What we call 'point' resampling doesn't necessarily require a box within which data is aggregated. Rather, a point is specified for which a value is calculated on the basis of nearby value(s). Those nearby values may or may not be weighted by their distance from the point in question. These methods are suitable for both upsampling and downsampling.
Along with the formal characteristics of these methods, it is important
to keep in mind the specific character of the data that you're working
with. After all, it doesn't make sense to use a method like Bilinear
resampling if you're dealing primarily with categorical data. In this
instance, your best bet is to choose an aggregate method (and keep in
mind that the values generated don't necessarily mean the same thing as
the data being operated on) or a forgiving (though unsophisticated)

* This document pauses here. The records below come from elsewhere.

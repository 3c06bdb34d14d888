//! Startup configuration: `.env`, environment variables and flags, resolved
//! once into an [`AppConfig`] that the library crates receive as typed values.

use std::path::PathBuf;
use std::str::FromStr;
use std::time::Duration;

use anyhow::{Context, bail};
use clap::{Args, ValueEnum};
use lawmate_ai::{ContextWindow, RetryPolicy, bootstrap::DEFAULT_ACQUIRE_TIMEOUT};
use lawmate_core::config::{
    DEFAULT_OLLAMA_BASE_URL, DEFAULT_OLLAMA_MODEL, DEFAULT_OPENAI_BASE_URL, DEFAULT_OPENAI_MODEL,
};
use lawmate_core::domain::ParseDomainError;
use lawmate_core::{LegalDomain, ProviderConfig};
use lawmate_justice::{DEFAULT_LOOKBACK_DAYS, DEFAULT_MAX_ITEMS_PER_DAY, JusticeConfig};

#[derive(Debug, Clone, Copy, PartialEq, Eq, ValueEnum)]
pub enum ProviderChoice {
    #[value(name = "openai")]
    OpenAi,
    Ollama,
    Mock,
}

#[derive(Debug, Clone, Copy, PartialEq, Eq, ValueEnum)]
pub enum StoreKind {
    /// JSON-lines files under the data directory.
    Jsonl,
    /// Nothing survives the process.
    Memory,
    /// A DuckDB file under the data directory (needs the `duckdb` feature).
    Duckdb,
}

/// `auto` or a fixed legal domain.
#[derive(Debug, Clone, Copy, PartialEq, Eq, Default)]
pub struct DomainChoice(pub Option<LegalDomain>);

impl FromStr for DomainChoice {
    type Err = ParseDomainError;

    fn from_str(s: &str) -> Result<Self, Self::Err> {
        match s.trim().to_lowercase().as_str() {
            "auto" | "automaticky" => Ok(Self(None)),
            other => other.parse().map(|d| Self(Some(d))),
        }
    }
}

#[derive(Debug, Clone, Args)]
pub struct ConfigArgs {
    /// Backend that answers questions
    #[arg(long = "provider", env = "LLM_PROVIDER", value_enum, ignore_case = true,
          default_value_t = ProviderChoice::Mock, global = true)]
    pub provider: ProviderChoice,

    /// Providers tried after the primary one fails, comma separated
    #[arg(long = "fallback", env = "LAWMATE_FALLBACK_PROVIDERS", value_enum, ignore_case = true,
          value_delimiter = ',', global = true)]
    pub fallbacks: Vec<ProviderChoice>,

    #[arg(long, env = "OPENAI_API_KEY", hide_env_values = true, global = true)]
    pub openai_api_key: Option<String>,

    #[arg(long, env = "OPENAI_MODEL", default_value = DEFAULT_OPENAI_MODEL, global = true)]
    pub openai_model: String,

    #[arg(long, env = "OPENAI_BASE_URL", default_value = DEFAULT_OPENAI_BASE_URL, global = true)]
    pub openai_base_url: String,

    /// Only needed for Ollama Cloud (https://ollama.com)
    #[arg(long, env = "OLLAMA_API_KEY", hide_env_values = true, global = true)]
    pub ollama_api_key: Option<String>,

    #[arg(long, env = "OLLAMA_BASE_URL", default_value = DEFAULT_OLLAMA_BASE_URL, global = true)]
    pub ollama_base_url: String,

    #[arg(long, env = "OLLAMA_MODEL", default_value = DEFAULT_OLLAMA_MODEL, global = true)]
    pub ollama_model: String,

    /// Days of court decisions to search; 0 disables the search
    #[arg(long, env = "JUSTICE_LOOKBACK_DAYS", default_value_t = DEFAULT_LOOKBACK_DAYS, global = true)]
    pub justice_lookback_days: u32,

    #[arg(long, env = "JUSTICE_MAX_ITEMS_PER_DAY", default_value_t = DEFAULT_MAX_ITEMS_PER_DAY,
          global = true)]
    pub justice_max_items_per_day: usize,

    #[arg(long, env = "JUSTICE_BASE_URL", default_value = lawmate_justice::client::DEFAULT_BASE_URL,
          global = true)]
    pub justice_base_url: String,

    /// Where conversations are kept (default: ~/.lawmate)
    #[arg(long, env = "LAWMATE_DATA_DIR", global = true)]
    pub data_dir: Option<PathBuf>,

    #[arg(long, env = "LAWMATE_STORE", value_enum, ignore_case = true,
          default_value_t = StoreKind::Jsonl, global = true)]
    pub store: StoreKind,

    /// JSON file overriding the built-in risk keywords and advice
    #[arg(long, env = "LAWMATE_RISK_RULES", global = true)]
    pub risk_rules: Option<PathBuf>,

    /// Attempts per provider before falling back
    #[arg(long, env = "LAWMATE_MAX_ATTEMPTS", default_value_t = 3, global = true)]
    pub max_attempts: u32,

    /// Upper bound on a model download, in seconds
    #[arg(long, env = "LAWMATE_BOOTSTRAP_TIMEOUT_SECS",
          default_value_t = DEFAULT_ACQUIRE_TIMEOUT.as_secs(), global = true)]
    pub bootstrap_timeout_secs: u64,
}

/// Everything the binary needs, resolved and validated.
#[derive(Debug, Clone)]
pub struct AppConfig {
    pub provider: ProviderConfig,
    pub fallbacks: Vec<ProviderConfig>,
    pub justice: JusticeConfig,
    pub justice_base_url: String,
    pub context: ContextWindow,
    pub retry: RetryPolicy,
    pub bootstrap_timeout: Duration,
    pub data_dir: PathBuf,
    pub store: StoreKind,
    pub risk_rules: Option<PathBuf>,
}

impl AppConfig {
    pub fn from_args(args: &ConfigArgs) -> anyhow::Result<Self> {
        if args.max_attempts == 0 {
            bail!("LAWMATE_MAX_ATTEMPTS must be at least 1");
        }

        let data_dir = match &args.data_dir {
            Some(dir) => dir.clone(),
            None => default_data_dir().context("cannot locate a home directory; set LAWMATE_DATA_DIR")?,
        };

        // The primary is never repeated and Mock always closes the chain anyway.
        let mut seen = vec![args.provider];
        let mut fallbacks = Vec::new();
        for &choice in &args.fallbacks {
            if choice == ProviderChoice::Mock || seen.contains(&choice) {
                continue;
            }
            seen.push(choice);
            fallbacks.push(provider_config(args, choice));
        }

        Ok(Self {
            provider: provider_config(args, args.provider),
            fallbacks,
            justice: JusticeConfig {
                lookback_days: args.justice_lookback_days,
                max_items_per_day: args.justice_max_items_per_day,
            },
            justice_base_url: args.justice_base_url.clone(),
            context: ContextWindow::default(),
            retry: RetryPolicy {
                max_attempts: args.max_attempts,
                ..RetryPolicy::default()
            },
            bootstrap_timeout: Duration::from_secs(args.bootstrap_timeout_secs),
            data_dir,
            store: args.store,
            risk_rules: args.risk_rules.clone(),
        })
    }
}

fn provider_config(args: &ConfigArgs, choice: ProviderChoice) -> ProviderConfig {
    match choice {
        ProviderChoice::Mock => ProviderConfig::mock(),
        ProviderChoice::OpenAi => {
            ProviderConfig::openai(args.openai_api_key.clone(), args.openai_model.trim())
                .with_base_url(args.openai_base_url.trim())
        }
        ProviderChoice::Ollama => ProviderConfig::ollama(
            args.ollama_base_url.trim(),
            args.ollama_model.trim(),
            args.ollama_api_key.clone(),
        ),
    }
}

fn default_data_dir() -> Option<PathBuf> {
    std::env::var_os("HOME")
        .or_else(|| std::env::var_os("USERPROFILE"))
        .map(|home| PathBuf::from(home).join(".lawmate"))
}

method like NearestNeighbor
.
It's often useful to derive a histogram from rasters, which represents a
distribution of the values of the raster in a more compact form. In
GeoTrellis, we differentiate between a Histogram[Int]
, which represents
the exact counts of integer values, and a Histogram[Double]
, which
represents a grouping of values into a discrete number of buckets. These
types are in the geotrellis.raster.histogram
package.
The default implementation of Histogram[Int]
is the
FastMapHistogram
, developed by Erik Osheim, which utilizes a growable
array structure for keeping track of the values and counts.
The default implementation of Histogram[Double]
is the
StreamingHistogram
, developed by James McClain and based on the paper
Ben-Haim, Yael, and Elad Tom-Tov. "A streaming parallel decision tree
algorithm." The Journal of Machine Learning Research 11 (2010): 849-872.
.
Histograms can give statistics such as min, max, median, mode and median. It also can derive quantile breaks, as dsecribed in the next section.
Dividing a histogram distribution into quantile breaks attempts to classify values into some number of buckets, where the number of values classified into each bucket are generally equal. This can be useful in representing the distribution of the values of a raster.
For instance, say we had a tile with mostly values between 1 and 100, but there were a few values that were 255. We want to color the raster with 3 values: low values with red, middle values with green, and high values with blue. In other words, we want to classify each of the raster values into one of three categories: red, green and blue. One technique, called equal interval classification, consists of splitting up the range of values (1 - 255) into the number of equal intervals as target classifications (3). This would give us a range intervals of 1 - 85 for red, 86 - 170 for green, and 171 - 255 for blue. This corresponds to "breaks" values of 85, 170, and 255. Because the values are mostly between 1 and 100, most of our raster would be colored red. This may not show the contrast of the dataset that we would like.
Another technique for doing this is called quantile break classification; this makes use of the quantile breaks we can derive from our histogram. The quantile breaks will concentrate on making the number of values per "bin" equal, instead of the range of the interval. With this method, we might end up seeing breaks more like 15, 75, 255, depending on the distribution of the values.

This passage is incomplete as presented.